HoverZoom is a popular plugin for Google Chrome that enlarges thumbnails on mouseover, so you can see large images on Flickr or Tumblr without having to click through to each. But the plugin was just updated, and according to a post on Reddit, it's now infected with malware.

Reddit user Kruithne spotted the change, and explained in his post:

The HoverZoom extension appears to be injecting malware scripts into every page you visit. On a brief look over the scripts they appear to be storing information regarding the websites you visit along with data from specific fields on the page. The scripts query the malware site and download any required targeted scripts for the website you are viewing.

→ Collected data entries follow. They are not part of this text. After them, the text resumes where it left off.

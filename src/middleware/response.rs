use axum::{
    http::StatusCode,
    response::{IntoResponse, Json, Response},
};
use serde::Serialize;
use serde_json::{json, Value};

use crate::config::messages;
use crate::filter::Pagination;

/// Listing metadata returned next to a page of results.
#[derive(Debug, Clone, Serialize, PartialEq)]
#[serde(rename_all = "camelCase")]
pub struct Meta {
    pub page: u64,
    pub limit: u64,
    pub total_results: u64,
    #[serde(skip_serializing_if = "Option::is_none")]
    pub total: Option<u64>,
    pub sort: String,
    pub next: String,
    pub prev: Option<String>,
}

impl Meta {
    /// Build metadata for `/api/v1/<path>` listings. `next` always points one
    /// page ahead; `prev` is absent on the first page.
    pub fn new(path: &str, pagination: Pagination, total_results: u64, total: Option<u64>, sort: String) -> Self {
        let link = |page: u64| format!("/api/v1/{}?page={}&limit={}", path, page, pagination.limit);
        Self {
            page: pagination.page,
            limit: pagination.limit,
            total_results,
            total,
            sort,
            next: link(pagination.page.saturating_add(1)),
            prev: (pagination.page > 1).then(|| link(pagination.page - 1)),
        }
    }
}

/// Wrapper for API responses that automatically adds the success envelope
#[derive(Debug)]
pub struct ApiResponse<T: Serialize> {
    pub data: T,
    pub status_code: StatusCode,
    pub message: String,
    pub meta: Option<Meta>,
}

impl<T: Serialize> ApiResponse<T> {
    /// 200 with an empty message
    pub fn ok(data: T) -> Self {
        Self { data, status_code: StatusCode::OK, message: String::new(), meta: None }
    }

    /// 201; created answers never carry metadata
    pub fn created(data: T, message: impl Into<String>) -> Self {
        Self { data, status_code: StatusCode::CREATED, message: message.into(), meta: None }
    }

    pub fn with_message(mut self, message: impl Into<String>) -> Self {
        self.message = message.into();
        self
    }

    pub fn with_meta(mut self, meta: Meta) -> Self {
        self.meta = Some(meta);
        self
    }
}

impl<T: Serialize> IntoResponse for ApiResponse<T> {
    fn into_response(self) -> Response {
        let data_value = match serde_json::to_value(&self.data) {
            Ok(value) => value,
            Err(e) => {
                tracing::error!("Failed to serialize response data: {}", e);
                return crate::error::ApiError::internal_server_error(messages::ERROR_GENERAL).into_response();
            }
        };

        let mut envelope = json!({
            "status": "success",
            "statusCode": self.status_code.as_u16(),
            "message": self.message,
            "data": data_value,
        });
        if self.status_code != StatusCode::CREATED {
            envelope["meta"] = match self.meta {
                Some(meta) => json!(meta),
                None => Value::Null,
            };
        }

        (self.status_code, Json(envelope)).into_response()
    }
}

pub type ApiResult<T> = Result<ApiResponse<T>, crate::error::ApiError>;
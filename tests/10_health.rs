mod common;

use anyhow::Result;
use reqwest::StatusCode;
use serde_json::{json, Value};

#[tokio::test]
async fn health_endpoint_responds() -> Result<()> {
    let server = common::TestServer::start().await?;
    let client = reqwest::Client::new();

    let res = client.get(format!("{}/health", server.base_url)).send().await?;
    assert_eq!(res.status(), StatusCode::OK);

    let body = res.json::<Value>().await?;
    assert_eq!(body["status"], "success");
    assert_eq!(body["data"]["database"], "ok");
    Ok(())
}

#[tokio::test]
async fn root_lists_entity_endpoints() -> Result<()> {
    let server = common::TestServer::start().await?;
    let body = reqwest::get(format!("{}/", server.base_url)).await?.json::<Value>().await?;

    let endpoints = body["data"]["endpoints"].as_array().cloned().unwrap_or_default();
    assert!(endpoints.contains(&json!("/api/v1/pedidos")), "endpoints: {:?}", endpoints);
    Ok(())
}

#[tokio::test]
async fn bootstrap_admin_can_log_in_and_list() -> Result<()> {
    let server = common::TestServer::start().await?;
    let client = reqwest::Client::new();

    let res = client
        .post(format!("{}/api/v1/usuarios/login", server.base_url))
        .json(&json!({"email": "admin@recursos.es", "password": "secreto"}))
        .send()
        .await?;
    assert_eq!(res.status(), StatusCode::OK);
    let token = res.json::<Value>().await?["data"].as_str().unwrap_or_default().to_string();
    assert!(!token.is_empty());

    let res = client
        .get(format!("{}/api/v1/usuarios", server.base_url))
        .bearer_auth(&token)
        .send()
        .await?;
    assert_eq!(res.status(), StatusCode::OK);
    let body = res.json::<Value>().await?;
    let users = body["data"].as_array().cloned().unwrap_or_default();
    assert!(users.iter().all(|u| u.get("password").is_none()));
    Ok(())
}

#[tokio::test]
async fn protected_routes_require_token() -> Result<()> {
    let server = common::TestServer::start().await?;
    let res = reqwest::get(format!("{}/api/v1/clientes", server.base_url)).await?;
    assert_eq!(res.status(), StatusCode::UNAUTHORIZED);

    let body = res.json::<Value>().await?;
    assert_eq!(body["status"], "error");
    assert_eq!(body["statusCode"], 401);
    Ok(())
}

#[tokio::test]
async fn server_stops_with_its_handle() -> Result<()> {
    let server = common::TestServer::start().await?;
    let health = format!("{}/health", server.base_url);
    drop(server);

    let client = reqwest::Client::builder().timeout(std::time::Duration::from_secs(2)).build()?;
    assert!(client.get(&health).send().await.is_err());
    Ok(())
}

In other words, it can capture what you're typing or doing on any site you visit — which is potentially a major problem. It seems this specific code is new to this version of HoverZoom, but it's not the first time they've been accused of similar indiscretions. There was a similar case in March of this year, where it was even spotted inserting affiliate links into Amazon clicks — and that situation lead to the creation of the HoverFree, an alternative to HoverZoom, which has since been replaced by Imagus

HoverZoom is an extremely popular plugin, with more than one million users, and while now the more recent reviews on the Chrome webstore point out its problems, the sheer weight of numbers still gives it 4.5/5 stars. If you're using it, now would probably be a good time to stop.